The proposal, which was a response to an executive order Trump signed in March, "could re-open lands to mineral entry, and possibly exploration and development of uranium resources," Babete Anderson, a spokesperson for the service, said in an email to Newsweek. "There is no plan to do so at this time."

"The Executive Order requires the Forest Service to identify potential burdens to the development or use of commercial produced energy resources and then to examine these same potential burdens," said Anderson.

Hundreds of petroglyphs cover Newspaper Rock, in Bears Ears National Monument, Utah, October 29, 2017. Reuters

This isn't the first national park or monument threatened by the Trump administration.

In August, Interior Secretary Ryan Zinke sent an executive report about what national monuments to modify as a result of Trump's executive order to review the status of certain national monuments.

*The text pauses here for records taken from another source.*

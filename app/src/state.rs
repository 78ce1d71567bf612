// app/src/state.rs
use crate::services::notifier::Notifier;
use fulfillment::{Fulfillment, Store};
use std::sync::Arc;

#[derive(Clone)]
pub struct AppState<S: Store> {
  pub fulfillment: Arc<Fulfillment<S>>,
  pub notifier: Notifier,
}

impl<S: Store> AppState<S> {
  pub fn new(fulfillment: Fulfillment<S>, notifier: Notifier) -> Self {
    Self {
      fulfillment: Arc::new(fulfillment),
      notifier,
    }
  }
}
// core/src/pipeline/hooks.rs

//! Registration of `before`, `on` and `after` handlers for pipeline steps.
//!
//! Handlers are plain functions or closures of the shape
//! `for<'a> Fn(&'a mut TData) -> HandlerFuture<'a, Err>`. A typical handler
//! delegates to an `async fn` taking `&mut TData`:
//!
//! ```ignore
//! fn load_order<S: Store>(ctx: &mut TransitionCtx<S>) -> HandlerFuture<'_, FulfillmentError> {
//!   Box::pin(load_order_step(ctx))
//! }
//! ```

use crate::error::PipelineError;
use crate::pipeline::definition::Pipeline;
use crate::pipeline::step::HandlerFuture;
use tracing::{event, Level};

impl<TData, Err> Pipeline<TData, Err>
where
  TData: Send + 'static,
  Err: std::error::Error + From<PipelineError> + Send + Sync + 'static,
{
  /// Registers a handler that runs before the step's `on` handlers.
  ///
  /// # Panics
  /// If `step_name` is not a step of this pipeline.
  pub fn before_root<H>(&mut self, step_name: &str, handler: H)
  where
    H: for<'a> Fn(&'a mut TData) -> HandlerFuture<'a, Err> + Send + Sync + 'static,
  {
    self.ensure_step_exists(step_name);
    self.before.entry(step_name.to_string()).or_default().push(Box::new(handler));
    event!(Level::TRACE, %step_name, "before handler registered.");
  }

  /// Registers the main handler(s) of a step.
  ///
  /// # Panics
  /// If `step_name` is not a step of this pipeline.
  pub fn on_root<H>(&mut self, step_name: &str, handler: H)
  where
    H: for<'a> Fn(&'a mut TData) -> HandlerFuture<'a, Err> + Send + Sync + 'static,
  {
    self.ensure_step_exists(step_name);
    self.on.entry(step_name.to_string()).or_default().push(Box::new(handler));
    event!(Level::TRACE, %step_name, "on handler registered.");
  }

  /// Registers a handler that runs after the step's `on` handlers.
  ///
  /// # Panics
  /// If `step_name` is not a step of this pipeline.
  pub fn after_root<H>(&mut self, step_name: &str, handler: H)
  where
    H: for<'a> Fn(&'a mut TData) -> HandlerFuture<'a, Err> + Send + Sync + 'static,
  {
    self.ensure_step_exists(step_name);
    self.after.entry(step_name.to_string()).or_default().push(Box::new(handler));
    event!(Level::TRACE, %step_name, "after handler registered.");
  }
}
impl TryFrom<CouponRow> for Coupon {
  type Error = StoreError;

  fn try_from(row: CouponRow) -> StoreResult<Self> {
    Ok(Coupon {
      id: row.id,
      code: row.code,
      is_active: row.is_active,
      min_order_cents: row.min_order_cents,
      discount_value: row.discount_value,
      discount_type: row.discount_type.parse().map_err(decode_error)?,
      usage_limit: row.usage_limit,
      expiry_date: row.expiry_date,
    })
  }
}

#[derive(FromRow)]
struct CouponUsageRow {
  id: Uuid,
  user_id: Uuid,
  coupon_id: Uuid,
  order_id: Uuid,
  discount_cents: i64,
  used_at: DateTime<Utc>,
}

impl From<CouponUsageRow> for CouponUsage {
  fn from(row: CouponUsageRow) -> Self {
    CouponUsage {
      id: row.id,
      user_id: row.user_id,
      coupon_id: row.coupon_id,
      order_id: row.order_id,
      discount_cents: row.discount_cents,
      used_at: row.used_at,
    }
  }
}

const REGISTRATION_COLUMNS: &str =
  "id, user_id, event_id, order_id, status, invoice_url, receipt_url, registered_at, updated_at";

#[derive(FromRow)]
struct RegistrationRow {
  id: Uuid,
  user_id: Uuid,
  event_id: Uuid,
  order_id: Option<Uuid>,
  status: String,
  invoice_url: Option<String>,
  receipt_url: Option<String>,
  registered_at: DateTime<Utc>,
  updated_at: DateTime<Utc>,
}

impl TryFrom<RegistrationRow> for EventRegistration {
  type Error = StoreError;

  fn try_from(row: RegistrationRow) -> StoreResult<Self> {
    Ok(EventRegistration {
      id: row.id,
      user_id: row.user_id,
      event_id: row.event_id,
      order_id: row.order_id,
      status: row.status.parse().map_err(decode_error)?,
      invoice_url: row.invoice_url,
      receipt_url: row.receipt_url,
      registered_at: row.registered_at,
      updated_at: row.updated_at,
    })
  }
}

const WITHDRAWAL_COLUMNS: &str =
  "id, register_id, user_id, reason, document, status, refund_amount_cents, reviewed_by, created_at, reviewed_at";

#[derive(FromRow)]
struct WithdrawalRow {
  id: Uuid,
  register_id: Uuid,
  user_id: Uuid,
  reason: String,
  document: String,
  status: String,
  refund_amount_cents: Option<i64>,
  reviewed_by: Option<Uuid>,
  created_at: DateTime<Utc>,
  reviewed_at: Option<DateTime<Utc>>,
}

impl TryFrom<WithdrawalRow> for WithdrawalRequest {
  type Error = StoreError;

  fn try_from(row: WithdrawalRow) -> StoreResult<Self> {
    Ok(WithdrawalRequest {
      id: row.id,
      register_id: row.register_id,
      user_id: row.user_id,
      reason: row.reason,
      document: row.document,
      status: row.status.parse().map_err(decode_error)?,
      refund_amount_cents: row.refund_amount_cents,
      reviewed_by: row.reviewed_by,
      created_at: row.created_at,
      reviewed_at: row.reviewed_at,
    })
  }
}

impl PgTx {
  async fn fetch_order(&mut self, id: Uuid, for_update: bool) -> StoreResult<Option<Order>> {
    let lock = if for_update { " FOR UPDATE" } else { "" };
    let sql = format!("SELECT {} FROM orders WHERE id = $1{}", ORDER_COLUMNS, lock);
    let row = sqlx::query_as::<_, OrderRow>(&sql)
      .bind(id)
      .fetch_optional(&mut *self.tx)
      .await
      .map_err(map_sqlx_error)?;
    row.map(Order::try_from).transpose()
  }

  async fn fetch_registration(&mut self, id: Uuid, for_update: bool) -> StoreResult<Option<EventRegistration>> {
    let lock = if for_update { " FOR UPDATE" } else { "" };
    let sql = format!("SELECT {} FROM event_registrations WHERE id = $1{}", REGISTRATION_COLUMNS, lock);
    let row = sqlx::query_as::<_, RegistrationRow>(&sql)
      .bind(id)
      .fetch_optional(&mut *self.tx)
      .await
      .map_err(map_sqlx_error)?;
    row.map(EventRegistration::try_from).transpose()
  }

  async fn fetch_withdrawal(&mut self, id: Uuid, for_update: bool) -> StoreResult<Option<WithdrawalRequest>> {
    let lock = if for_update { " FOR UPDATE" } else { "" };
    let sql = format!("SELECT {} FROM withdrawal_requests WHERE id = $1{}", WITHDRAWAL_COLUMNS, lock);
    let row = sqlx::query_as::<_, WithdrawalRow>(&sql)
      .bind(id)
      .fetch_optional(&mut *self.tx)
      .await
      .map_err(map_sqlx_error)?;
    row.map(WithdrawalRequest::try_from).transpose()
  }
}
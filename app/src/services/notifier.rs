// app/src/services/notifier.rs

//! Post-commit customer notifications. Delivery is simulated and never
//! blocks or fails the request that triggered it.

use crate::errors::{AppError, Result as AppResult};
use fulfillment::models::{OrderStatus, WithdrawalStatus};
use fulfillment::{TransitionOutcome, WithdrawalDecision};
use std::sync::Arc;
use tracing::{info, warn};
use uuid::Uuid;

/// Receipt of a simulated delivery.
#[derive(Debug)]
pub struct SentNotification {
  pub to: String,
  pub subject: String,
  pub message_id: String,
}

#[derive(Debug, Clone)]
pub struct Notifier {
  sender: Arc<str>,
}

impl Notifier {
  pub fn new(sender: impl Into<String>) -> Self {
    Self {
      sender: Arc::from(sender.into()),
    }
  }

  /// Announces a committed order status change. No-op transitions are not
  /// announced.
  pub fn order_status_changed(&self, outcome: &TransitionOutcome) {
    if !outcome.changed {
      return;
    }
    let order = &outcome.order;
    let subject = format!("Order {} is now {}", order.order_no, order.status);
    let body = match order.status {
      OrderStatus::Completed => {
        let invoices: Vec<&str> = outcome
          .registrations
          .iter()
          .filter_map(|r| r.invoice_url.as_deref())
          .collect();
        format!("Your registrations are active. Invoices: {}", invoices.join(", "))
      }
      OrderStatus::Cancelled => "Your order was cancelled and its registrations released.".to_string(),
      OrderStatus::Refunded => "Your order was refunded.".to_string(),
      OrderStatus::Pending => "Your order is awaiting payment.".to_string(),
    };
    self.dispatch(order.user_id, subject, body);
  }

  pub fn withdrawal_reviewed(&self, decision: &WithdrawalDecision) {
    let request = &decision.request;
    let subject = format!("Withdrawal request {}", request.status);
    let body = match (request.status, request.refund_amount_cents) {
      (WithdrawalStatus::Approved, Some(cents)) => format!("A refund of {} cents has been issued.", cents),
      (WithdrawalStatus::Rejected, _) => "Your withdrawal request was rejected.".to_string(),
      _ => format!("Your withdrawal request is {}.", request.status),
    };
    self.dispatch(request.user_id, subject, body);
  }

  fn dispatch(&self, user_id: Uuid, subject: String, body: String) {
    let to = format!("user:{}", user_id);
    let from = self.sender.to_string();
    tokio::spawn(async move {
      match send_mock_notification(&to, &from, &subject, &body).await {
        Ok(sent) => info!(
          message_id = %sent.message_id,
          to = %sent.to,
          subject = %sent.subject,
          "Notification delivered."
        ),
        Err(e) => warn!(error = %e, to = %to, "Notification delivery failed."),
      }
    });
  }
}

pub async fn send_mock_notification(to: &str, from: &str, subject: &str, body: &str) -> AppResult<SentNotification> {
  info!("Simulating notification: To='{}', From='{}', Subject='{}'", to, from, subject);
  tokio::time::sleep(std::time::Duration::from_millis(20)).await;

  if subject.to_lowercase().contains("fail_test") {
    return Err(AppError::Internal("Simulated notification failure".to_string()));
  }

  let body_preview = body.chars().take(50).collect::<String>();
  tracing::debug!(%body_preview, "Mock notification body.");

  Ok(SentNotification {
    to: to.to_string(),
    subject: subject.to_string(),
    message_id: format!("mock_notification_{}", Uuid::new_v4()),
  })
}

That report—obtained by the Washington Post after the White House refused to release the report publicly—found that Zinke planned to shrink the boundaries of at least four and modify six others. Those four include Oregon's Cascade-Siskiyou, Nevada's Gold Butte, Utah's Grand Staircase-Escalante and Bears Ears.

Zinke justified the move, stating that "No President should use the authority under the Antiquites Act to restrict public access, prevent hunting and fishing, burden private land, or eliminate traditional land uses, unless such action is needed to protect the object."

Traditional land uses could include grazing, mining, and timber production, according to the documents obtained by the Washington Post.

"The recommendations I sent to the president on national monuments will maintain federal ownership of all federal land and protect the land under federal environmental regulations, and also provide a much needed change for the local communities who border and rely on these lands for hunting and fishing, economic development, traditional uses, and recreation," Zinke said in an August statement.

The entrance to Grand Staircase-Escalante National Monument is seen outside of Escalante, Utah, May 17, 2017. Reuters

The department's secretive handling of the national monuments review has pushed six environmental organizations, led by Earthjustice, to file a lawsuit against the Interior, the Bureau of Land Management, and the Council on Environmental Quality for failing to respond to requests for public records under the Freedom of Information Act.

"The Trump administration continues its onslaught against America's national monuments, hoping to cover up its misdeeds by blocking public access to information crucial to the protection of these iconic places," Yvonne Yuting Chi, an attorney for Earthjustice, said in a statement.

The Interior "has no new announcements on the monument review at this time," and pointed to the Department of Justice to answer questions in regards to the lawsuit filed this week, Interior spokeswoman Heather Swift said in an email to Newsweek on Friday.

Ackerson Meadow, a 400 acres parcel of land, located at the western edge of Yosemite National Park is shown in this undated photo in California. Reuters

In a kick of irony at the end of October, the National Park Service announced that entrance fees to 17 of the most popular national parks, one being Yosemite National Park, would be raised to $70 in order to fund infrastructure maintenance.

The Interior Department estimates that the extra revenue will add up to $70 million per year—a far cry from the $11 billion maintenance needs and less than a quarter of Trump's proposed $400 million budget cut to the national parks, as reported by the Desert Sun.